All of this will make the upcoming EU-China summit more pleasant. Ultimately, China wants a joint declaration that will staunchly denounce unilateralism and favour multilateral rules. They ought to be able to get such an announcement since the European Council has already pointedly declared its support for multilateral rules.
But these Chinese policies don’t seem to fit very well with some of China’s other approaches towards Europe. And so even as the Chinese mount an EU charm offensive, they are sticking to divide-and-rule tactics with the other upcoming meeting: the so-called 16+1 meeting that includes China and sixteen Central and Eastern Europe states (eleven of which are member states of the EU, while the other five are from the Western Balkans).

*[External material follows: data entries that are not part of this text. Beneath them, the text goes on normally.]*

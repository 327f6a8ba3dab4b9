//! Link procedure
//!
//! A short-lived negotiation establishing group-object associations with a
//! peer endpoint. The procedure is triggered exactly once per
//! enter-configuration-mode parameter write, runs as its own task so the
//! triggering request returns immediately, and reports its outcome through a
//! registered callback. A step timeout is terminal; there are no retries.

use std::collections::HashMap;
use std::sync::Arc;

use bytes::{BufMut, BytesMut};
use tokio::task::JoinHandle;

use crate::addr::{BusAddress, DeviceAddress};
use crate::object::pid;
use crate::service::{svc, Request};
use crate::transport::BusTransport;

/// Result callback: accumulated channel flags plus the negotiated map
pub type LinkCallback = Box<dyn Fn(u32, &HashMap<u8, BusAddress>) + Send + Sync>;

/// Lifecycle of one link procedure
#[derive(Debug, Clone, Copy, PartialEq, Eq)]
pub enum LinkState {
    /// Built but not yet spawned
    Created,
    /// Negotiating with the peer
    Running,
    /// Every channel was acknowledged
    Succeeded,
    /// A step timed out; terminal, not retried
    Failed,
}

/// One link-procedure session
///
/// Created on the trigger, destroyed on completion; never persisted.
pub struct LinkProcedure {
    device: DeviceAddress,
    peer: DeviceAddress,
    device_code: u16,
    group_objects: HashMap<u8, BusAddress>,
    state: LinkState,
    callback: Option<LinkCallback>,
}

impl LinkProcedure {
    /// Whether a parameter write is the enter-configuration-mode trigger
    pub fn is_enter_config_mode(object_type: u16, pid_: u8, info: &[u8]) -> bool {
        object_type == 0 && pid_ == pid::PROGRAMMING_MODE && info == [0x01]
    }

    /// Sensor-side procedure announcing `group_objects` to `peer`
    pub fn for_sensor(
        device: DeviceAddress,
        peer: DeviceAddress,
        device_code: u16,
        group_objects: HashMap<u8, BusAddress>,
    ) -> Self {
        Self {
            device,
            peer,
            device_code,
            group_objects,
            state: LinkState::Created,
            callback: None,
        }
    }

    /// Register the result callback
    pub fn on_result(mut self, f: impl Fn(u32, &HashMap<u8, BusAddress>) + Send + Sync + 'static) -> Self {
        self.callback = Some(Box::new(f));
        self
    }

    /// Current lifecycle state
    pub fn state(&self) -> LinkState {
        self.state
    }

    /// Run the procedure as an independent task.
    ///
    /// The caller is not expected to await the handle; the task completes on
    /// its own and invokes the callback with whatever flags it accumulated.
    pub fn spawn(self, transport: Arc<dyn BusTransport>) -> JoinHandle<LinkState> {
        tokio::spawn(self.run(transport))
    }

    async fn run(mut self, transport: Arc<dyn BusTransport>) -> LinkState {
        self.state = LinkState::Running;
        log::debug!(
            "{}: link procedure with {} over {} channel(s)",
            self.device,
            self.peer,
            self.group_objects.len()
        );

        let mut channels: Vec<u8> = self.group_objects.keys().copied().collect();
        channels.sort_unstable();

        let mut flags = 0u32;
        for channel in channels {
            let addr = self.group_objects[&channel];
            let mut asdu = BytesMut::with_capacity(5);
            asdu.put_u8(channel);
            asdu.put_u16(addr.raw());
            asdu.put_u16(self.device_code);
            let request = Request::Management {
                svc_type: svc::LINK_WRITE,
                asdu: asdu.freeze(),
            };
            match transport.request(self.peer, request).await {
                Ok(Some(_)) => flags |= 1 << channel,
                Ok(None) => {
                    log::warn!(
                        "{}: link procedure: {} ignored channel {}",
                        self.device,
                        self.peer,
                        channel
                    );
                    self.state = LinkState::Failed;
                    break;
                }
                Err(e) => {
                    log::warn!("{}: link procedure failed: {}", self.device, e);
                    self.state = LinkState::Failed;
                    break;
                }
            }
        }

        if self.state != LinkState::Failed {
            self.state = LinkState::Succeeded;
        }
        if let Some(callback) = &self.callback {
            callback(flags, &self.group_objects);
        }
        self.state
    }
}
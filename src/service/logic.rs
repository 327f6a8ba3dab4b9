//! Service capability interface and default fallback
//!
//! [`ServiceLogic`] is the seam a simulated role plugs its behavior into:
//! one method per inbound request kind, each free to handle the request,
//! answer nothing, or decline. Declining hands the request to a second
//! [`ServiceLogic`] instance injected as the fallback strategy, the
//! platform's baseline behavior, so role logic only encodes what it wants
//! to differ in.

use std::sync::Arc;
use std::time::Duration;

use async_trait::async_trait;
use bytes::Bytes;

use crate::datapoint::Datapoint;
use crate::device::SimDevice;
use crate::service::{EraseCode, FuncPropResponse, ReturnCode, ServiceError, Serviced};
use crate::transport::BusTransport;

/// Access level granted when authorization fails
pub const MIN_ACCESS_LEVEL: u8 = 15;

/// Time until a device answers again after a basic restart
pub const BASIC_RESTART_TIME: Duration = Duration::from_millis(5);

/// Time until a device answers again after a master reset
pub const MASTER_RESET_TIME: Duration = Duration::from_secs(2);

/// Per-request context supplied by the transport
#[derive(Clone)]
pub struct RequestCtx {
    /// Whether the request arrived as a broadcast rather than point-to-point
    pub broadcast: bool,
    /// Transport the request arrived on; used for follow-up traffic such as
    /// the link procedure
    pub transport: Arc<dyn BusTransport>,
}

impl RequestCtx {
    /// Timing factor of the transport's medium, in milliseconds
    pub fn time_factor_ms(&self) -> u32 {
        self.transport.medium().time_factor_ms()
    }
}

impl std::fmt::Debug for RequestCtx {
    fn fmt(&self, f: &mut std::fmt::Formatter<'_>) -> std::fmt::Result {
        f.debug_struct("RequestCtx")
            .field("broadcast", &self.broadcast)
            .finish_non_exhaustive()
    }
}

/// Behavior of one simulated role, consulted per inbound request
///
/// Every method may return [`Serviced::Declined`] to fall through to the
/// injected fallback; that is also each method's default, so a role only
/// overrides the requests it wants to differ in. Errors are typed failures
/// surfaced to the requester, distinct from "no answer".
#[async_trait]
pub trait ServiceLogic: Send + Sync {
    /// Answer a datapoint read
    async fn request_datapoint_value(
        &self,
        _dev: &SimDevice,
        _dp: &Datapoint,
    ) -> Result<Serviced<String>, ServiceError> {
        Ok(Serviced::Declined)
    }

    /// Apply a datapoint write
    async fn update_datapoint_value(
        &self,
        _dev: &mut SimDevice,
        _dp: &Datapoint,
        _value: String,
    ) -> Result<Serviced<()>, ServiceError> {
        Ok(Serviced::Declined)
    }

    /// Answer a generic parameter read
    async fn read_parameter(
        &self,
        _dev: &SimDevice,
        _object_type: u16,
        _pid: u8,
        _info: &[u8],
        _ctx: &RequestCtx,
    ) -> Result<Serviced<Bytes>, ServiceError> {
        Ok(Serviced::Declined)
    }

    /// Apply a generic parameter write
    async fn write_parameter(
        &self,
        _dev: &SimDevice,
        _object_type: u16,
        _pid: u8,
        _info: &[u8],
        _ctx: &RequestCtx,
    ) -> Result<Serviced<()>, ServiceError> {
        Ok(Serviced::Declined)
    }

    /// Answer an analog-channel read
    async fn read_adc(
        &self,
        _dev: &SimDevice,
        _channel: u8,
        _reads: u8,
    ) -> Result<Serviced<i32>, ServiceError> {
        Ok(Serviced::Declined)
    }

    /// Check an access key and grant a level
    async fn authorize(
        &self,
        _dev: &SimDevice,
        _key: [u8; 4],
    ) -> Result<Serviced<u8>, ServiceError> {
        Ok(Serviced::Declined)
    }

    /// Restart the endpoint, optionally as a master reset
    async fn restart(
        &self,
        _dev: &mut SimDevice,
        _master_reset: bool,
        _erase: EraseCode,
        _channel: u8,
    ) -> Result<Serviced<Duration>, ServiceError> {
        Ok(Serviced::Declined)
    }

    /// Execute a function-property command
    async fn function_property_command(
        &self,
        _dev: &mut SimDevice,
        _object_index: u8,
        _pid: u8,
        _data: &[u8],
    ) -> Result<Serviced<FuncPropResponse>, ServiceError> {
        Ok(Serviced::Declined)
    }

    /// Answer a function-property state read
    async fn read_function_property_state(
        &self,
        _dev: &SimDevice,
        _object_index: u8,
        _pid: u8,
        _data: &[u8],
    ) -> Result<Serviced<FuncPropResponse>, ServiceError> {
        Ok(Serviced::Declined)
    }

    /// Process a generic management indication
    async fn management(
        &self,
        _dev: &mut SimDevice,
        _svc_type: u16,
        _asdu: &[u8],
        _ctx: &RequestCtx,
    ) -> Result<Serviced<Bytes>, ServiceError> {
        Ok(Serviced::Declined)
    }
}

/// Baseline platform behavior, used as the injected fallback strategy
///
/// Reads it cannot answer produce no response; authorization grants the
/// minimal level; restarts only report their processing time.
#[derive(Debug, Default)]
pub struct DefaultLogic;

impl DefaultLogic {
    /// New fallback instance
    pub fn new() -> Self {
        Self
    }
}

#[async_trait]
impl ServiceLogic for DefaultLogic {
    async fn request_datapoint_value(
        &self,
        _dev: &SimDevice,
        _dp: &Datapoint,
    ) -> Result<Serviced<String>, ServiceError> {
        Ok(Serviced::NoResponse)
    }

    async fn update_datapoint_value(
        &self,
        dev: &mut SimDevice,
        dp: &Datapoint,
        value: String,
    ) -> Result<Serviced<()>, ServiceError> {
        dev.datapoints_mut().write(dp.address, value)?;
        Ok(Serviced::Handled(()))
    }

    async fn read_parameter(
        &self,
        dev: &SimDevice,
        object_type: u16,
        pid: u8,
        _info: &[u8],
        _ctx: &RequestCtx,
    ) -> Result<Serviced<Bytes>, ServiceError> {
        log::debug!(
            "{}: no parameter (object type {}, pid {})",
            dev.state().address,
            object_type,
            pid
        );
        Ok(Serviced::NoResponse)
    }

    async fn write_parameter(
        &self,
        _dev: &SimDevice,
        _object_type: u16,
        _pid: u8,
        _info: &[u8],
        _ctx: &RequestCtx,
    ) -> Result<Serviced<()>, ServiceError> {
        Ok(Serviced::Handled(()))
    }

    async fn read_adc(
        &self,
        _dev: &SimDevice,
        _channel: u8,
        _reads: u8,
    ) -> Result<Serviced<i32>, ServiceError> {
        Ok(Serviced::Handled(0))
    }

    async fn authorize(
        &self,
        _dev: &SimDevice,
        _key: [u8; 4],
    ) -> Result<Serviced<u8>, ServiceError> {
        Ok(Serviced::Handled(MIN_ACCESS_LEVEL))
    }

    async fn restart(
        &self,
        dev: &mut SimDevice,
        master_reset: bool,
        erase: EraseCode,
        channel: u8,
    ) -> Result<Serviced<Duration>, ServiceError> {
        log::info!(
            "{}: restart (master reset {}, erase {:?}, channel {})",
            dev.state().address,
            master_reset,
            erase,
            channel
        );
        let time = if master_reset {
            MASTER_RESET_TIME
        } else {
            BASIC_RESTART_TIME
        };
        Ok(Serviced::Handled(time))
    }

    async fn function_property_command(
        &self,
        _dev: &mut SimDevice,
        _object_index: u8,
        _pid: u8,
        _data: &[u8],
    ) -> Result<Serviced<FuncPropResponse>, ServiceError> {
        Ok(Serviced::Handled(FuncPropResponse::error(
            ReturnCode::DataVoid,
            Bytes::new(),
        )))
    }

    async fn read_function_property_state(
        &self,
        _dev: &SimDevice,
        _object_index: u8,
        _pid: u8,
        _data: &[u8],
    ) -> Result<Serviced<FuncPropResponse>, ServiceError> {
        Ok(Serviced::Handled(FuncPropResponse::error(
            ReturnCode::DataVoid,
            Bytes::new(),
        )))
    }

    async fn management(
        &self,
        dev: &mut SimDevice,
        svc_type: u16,
        _asdu: &[u8],
        _ctx: &RequestCtx,
    ) -> Result<Serviced<Bytes>, ServiceError> {
        log::debug!(
            "{}: unhandled management service type 0x{:03x}",
            dev.state().address,
            svc_type
        );
        Ok(Serviced::NoResponse)
    }
}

The first point to notice is that two usually separate meetings are being held quite close together. It is unprecedented that a 16+1 meeting takes place only days before the annual EU-China summit. There had been unofficial indications from Beijing that the 16+1 meetings would now take place only once every two years. The Chinese leadership seemed tired of the format and had perhaps realized that this sub-regional format that mixed EU and non-EU participants antagonized the European Union.
Beijing appears to have made the decision to hold the meeting only a month ago, influenced in part by the desire of the Bulgarian presidency of the EU to have it. At a meeting of 16+1 trade ministers in Ningbo this past June, China pushed for an agenda that clearly overlaps with community competences: e-commerce, services, and a broad albeit vague action plan to tie the Belt and Road Initiative with the development strategies of CEE countries. The net impact of this is that instead of spacing out the 16+1 meetings, China will hold two of them within seven months, and on issues that are clear competences of the European Union. True, this may result from instinctive actions by Ministry of Commerce trade hawks rather than a coordinated strategy, but Europe has nonetheless received the message that China’s divide-and-rule tactics persist.
Breaking up Europe is hard to do
But despite all the talk about a fragmenting Europe, China should not count on it at this point. There are multiple reasons for this:
In the East, Poland is trying to resolve its crisis with the EU over constitutional issues, and doesn’t want to add fuel to the fire. It has also become increasingly vocal on the inefficiency of the 16+1 format, and like several other participants, it is disappointed by the lack of actual investment coming from China. Hungarian Prime Minister Viktor Orban is on an offensive to gain ground inside the EU’s conservative camp, which actually ties him more closely to the EU.
The Western Balkans remain the field of choice for China. Of the approximate $10 billion Chinese investment into the 16+1 region, more than half goes to Bosnia, Montenegro, Macedonia, and Serbia. Soon, however, the EU may put in place innovative financial schemes for large-scale projects in that region that will compete with Chinese money while factoring in debt risks.
In Western Europe, recent or on-going acquisitions by Chinese companies again raise the issue of transparency. The stealth purchase of Daimler stock by Geely, a Chinese automobile company; the bid for a take-over of Portugal’s electricity utility and the discovery that China’s state regulator of foreign exchange secretly owned 5 percent of the utility’s shares through a Hong Kong agent show that important problems with Chinese investment remain unsolved.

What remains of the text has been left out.